The Internet can be a great place to get information. However, your activities on the Internet can be tracked quite easily. If someone wants to control you or wants to find out what you are doing, there are many ways they can gather this information.

There are also ways you can protect yourself as you use the Internet. The following suggestions can help you cover your tracks as you surf the web, use chats or send email. However, remember that NONE of these can protect you COMPLETELY.

Use a Safe(r) Computer

When you surf the web or send email, use a computer your abuser or his friends, colleagues and family or even your kids will not have access to.

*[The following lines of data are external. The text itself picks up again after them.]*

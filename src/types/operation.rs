//! Ledger operation types
//!
//! An [`Operation`] is one reconciled ledger entry. Its serialized form is a
//! flat JSON object tagged by `kind`, matching the on-disk ledger format:
//!
//! ```json
//! { "kind": "PLAYER_PURSE", "amount": -250, "username": "Alice", "timestamp": 1700000000000, "repeatCount": 1 }
//! ```

use super::error::LedgerError;
use super::username::Username;
use rust_decimal::Decimal;
use serde::{Deserialize, Serialize};
use std::fmt;

/// Event time in epoch milliseconds
pub type Timestamp = u64;

/// What an operation records, with the fields that belong to it
#[derive(Debug, Clone, PartialEq, Eq)]
pub enum OperationKind {
    /// A member deposit (positive amount) or withdrawal (negative amount)
    PlayerPurse { amount: Decimal, username: Username },

    /// Money moved between two members by hand
    ///
    /// `amount` is positive and credited to `receiver`.
    PlayerTransfer {
        amount: Decimal,
        receiver: Username,
        sender: Username,
    },

    /// Interest credited by the bank
    BankInterest { amount: Decimal },

    /// The feed returned a full page, older transactions may be missing
    AnomalyMarker,
}

/// One ledger entry
#[derive(Debug, Clone, PartialEq, Eq, Serialize, Deserialize)]
#[serde(try_from = "OperationRecord", into = "OperationRecord")]
pub struct Operation {
    pub kind: OperationKind,

    pub timestamp: Timestamp,

    /// Number of identical consecutive records collapsed into this entry
    pub repeat_count: u32,
}

/// `kind` tag of a stored entry
#[derive(Debug, Clone, Copy, PartialEq, Eq, Serialize, Deserialize)]
#[serde(rename_all = "SCREAMING_SNAKE_CASE")]
enum OperationTag {
    PlayerPurse,
    PlayerTransfer,
    #[serde(rename = "BANK_INTERESTS")]
    BankInterest,
    #[serde(rename = "WEIRD_WAYPOINT")]
    AnomalyMarker,
}

/// Flat on-disk shape of an [`Operation`]
///
/// Plain fields only: amounts are exact JSON numbers, and those cannot go
/// through serde's buffered `flatten` or internally tagged representations.
#[derive(Debug, Clone, Serialize, Deserialize)]
#[serde(rename_all = "camelCase")]
struct OperationRecord {
    kind: OperationTag,
    timestamp: Timestamp,
    #[serde(default, skip_serializing_if = "Option::is_none")]
    amount: Option<Decimal>,
    /// Member for purse entries, receiver for transfers
    #[serde(default, skip_serializing_if = "Option::is_none")]
    username: Option<Username>,
    #[serde(default, skip_serializing_if = "Option::is_none")]
    sender: Option<Username>,
    #[serde(default = "default_repeat_count")]
    repeat_count: u32,
}

fn default_repeat_count() -> u32 {
    1
}

impl From<Operation> for OperationRecord {
    fn from(operation: Operation) -> Self {
        let (kind, amount, username, sender) = match operation.kind {
            OperationKind::PlayerPurse { amount, username } => {
                (OperationTag::PlayerPurse, Some(amount), Some(username), None)
            }
            OperationKind::PlayerTransfer {
                amount,
                receiver,
                sender,
            } => (
                OperationTag::PlayerTransfer,
                Some(amount),
                Some(receiver),
                Some(sender),
            ),
            OperationKind::BankInterest { amount } => {
                (OperationTag::BankInterest, Some(amount), None, None)
            }
            OperationKind::AnomalyMarker => (OperationTag::AnomalyMarker, None, None, None),
        };
        OperationRecord {
            kind,
            timestamp: operation.timestamp,
            amount,
            username,
            sender,
            repeat_count: operation.repeat_count,
        }
    }
}

impl TryFrom<OperationRecord> for Operation {
    type Error = String;

    fn try_from(record: OperationRecord) -> Result<Self, Self::Error> {
        let tag = record.kind;
        let missing = |field: &str| format!("{tag:?} entry without {field}");
        let kind = match tag {
            OperationTag::PlayerPurse => OperationKind::PlayerPurse {
                amount: record.amount.ok_or_else(|| missing("amount"))?,
                username: record.username.ok_or_else(|| missing("username"))?,
            },
            OperationTag::PlayerTransfer => OperationKind::PlayerTransfer {
                amount: record.amount.ok_or_else(|| missing("amount"))?,
                receiver: record.username.ok_or_else(|| missing("username"))?,
                sender: record.sender.ok_or_else(|| missing("sender"))?,
            },
            OperationTag::BankInterest => OperationKind::BankInterest {
                amount: record.amount.ok_or_else(|| missing("amount"))?,
            },
            OperationTag::AnomalyMarker => OperationKind::AnomalyMarker,
        };
        Ok(Operation {
            kind,
            timestamp: record.timestamp,
            repeat_count: record.repeat_count,
        })
    }
}

impl Operation {
    pub fn new(kind: OperationKind, timestamp: Timestamp) -> Self {
        Operation {
            kind,
            timestamp,
            repeat_count: 1,
        }
    }

    pub fn purse(username: Username, amount: Decimal, timestamp: Timestamp) -> Self {
        Self::new(OperationKind::PlayerPurse { amount, username }, timestamp)
    }

    pub fn transfer(
        sender: Username,
        receiver: Username,
        amount: Decimal,
        timestamp: Timestamp,
    ) -> Self {
        Self::new(
            OperationKind::PlayerTransfer {
                amount,
                receiver,
                sender,
            },
            timestamp,
        )
    }

    pub fn bank_interest(amount: Decimal, timestamp: Timestamp) -> Self {
        Self::new(OperationKind::BankInterest { amount }, timestamp)
    }

    pub fn anomaly_marker(timestamp: Timestamp) -> Self {
        Self::new(OperationKind::AnomalyMarker, timestamp)
    }

    /// Signed amount of a single occurrence, zero for markers
    pub fn amount(&self) -> Decimal {
        match &self.kind {
            OperationKind::PlayerPurse { amount, .. }
            | OperationKind::PlayerTransfer { amount, .. }
            | OperationKind::BankInterest { amount } => *amount,
            OperationKind::AnomalyMarker => Decimal::ZERO,
        }
    }

    /// Signed amount of all collapsed occurrences
    pub fn total_amount(&self) -> Result<Decimal, LedgerError> {
        self.amount()
            .checked_mul(Decimal::from(self.repeat_count))
            .ok_or_else(|| {
                LedgerError::arithmetic_overflow(
                    "repeat",
                    self.username().map_or("bank", Username::as_str),
                )
            })
    }

    /// Member credited or debited by this operation (receiver for transfers)
    pub fn username(&self) -> Option<&Username> {
        match &self.kind {
            OperationKind::PlayerPurse { username, .. } => Some(username),
            OperationKind::PlayerTransfer { receiver, .. } => Some(receiver),
            OperationKind::BankInterest { .. } | OperationKind::AnomalyMarker => None,
        }
    }

    pub fn sender(&self) -> Option<&Username> {
        match &self.kind {
            OperationKind::PlayerTransfer { sender, .. } => Some(sender),
            _ => None,
        }
    }

    pub fn is_deposit(&self) -> bool {
        matches!(self.kind, OperationKind::PlayerPurse { amount, .. } if amount > Decimal::ZERO)
    }

    pub fn is_withdrawal(&self) -> bool {
        matches!(self.kind, OperationKind::PlayerPurse { amount, .. } if amount < Decimal::ZERO)
    }
}

impl fmt::Display for Operation {
    fn fmt(&self, f: &mut fmt::Formatter<'_>) -> fmt::Result {
        match &self.kind {
            OperationKind::PlayerPurse { amount, username } if amount.is_sign_negative() => {
                write!(f, "{username} withdrew {}", amount.abs())?
            }
            OperationKind::PlayerPurse { amount, username } => {
                write!(f, "{username} deposited {amount}")?
            }
            OperationKind::PlayerTransfer {
                amount,
                receiver,
                sender,
            } => write!(f, "{sender} transferred {amount} to {receiver}")?,
            OperationKind::BankInterest { amount } => write!(f, "bank interest {amount}")?,
            OperationKind::AnomalyMarker => f.write_str("feed page full, transactions may be missing")?,
        }
        if self.repeat_count > 1 {
            write!(f, " (x{})", self.repeat_count)?;
        }
        Ok(())
    }
}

Local libraries, community centres and some women's shelters and rape crisis centers have computers available for free public use of the Internet. Use a friend's computer or one at work (unless this is where you are experiencing abuse and harassment). If you have no choice but to use your abuser's computer, a computer you share, or a computer that he has set up for you, see below for some ways to Cover Your Tracks.

After using a computer in a public place, be sure to clear your Internet history to give yourself a little privacy. Be aware that unless the computer terminal is in a secluded location, others may see what appears on the computer screen.

Covering your tracks

The Assaulted Women's Hotline www.awhl.org and Shelternet www.shelternet.ca both provide detailed information about hiding your internet tracks. It is critical that you do this if your abuser has access to the computer you use.

Exercise Email Caution

A note about email: There are two ways to access email. One is through a "web-based" email program. This means you check your email through a website and need a password every time you open your email. There are free options for web-email: Hotmail.com and Yahoo.com are two examples. The other way to access email is through a program that's located on your computer. This will require a password only to open email, not to send it. MicroSoft Outlook and Eudora are examples. If you are living with an abuser and can keep your password secret, it's safer to use a web-based email program.

Never send email containing confidential information or information that may threaten your safety if your abuser reads it.

Emails sent through programs that are not web-based get stored in your computer. There are ways you can delete them off your computer but an abuser can install software that will record everything you type (your "keystrokes") so even web-based email is not safe. Even if you are using a computer that your abuser has no access to, emails are stored by your "service provider" or "ISP" (the service that connects your computer to the Internet) or by the email service (Hotmail or Yahoo). This information can be subpoenaed by lawyers or police.

Emails can also be accidently sent to the wrong person, redirected (your receiver can send them on to someone else), or copied. Sometimes emails will simply not reach their destination, due to technical problems.

Take care with passwords. If you share a computer with your abuser or he may have access to it, always chose a password for your email account that he will not be able to guess (this may be the only time he remembers your date of birth). Email programs that are set up on your computer (as opposed to web-based email like Hotmail or Yahoo), do not require a password when a person sends out an email. Your abuser may use this technical flaw to collect information about you from unsuspecting friends or relatives or other advocates that you have sent email to. He may send email to these people and pretend that he is you and ask recipients to send the response to another email address.

Using the Web for Help

If you consider contacting an organization for help through email, find out what their policies are on maintaining your confidentiality. Please tell us, or any organization you contact, if you feel that your Internet activities may be monitored by your abuser. It may be safer to phone an organization rather than send an email. The Assaulted Women's Hotline can be called toll-free from anywhere in Ontario at 1-866-863-0511 or TTY 1-866-863-7868.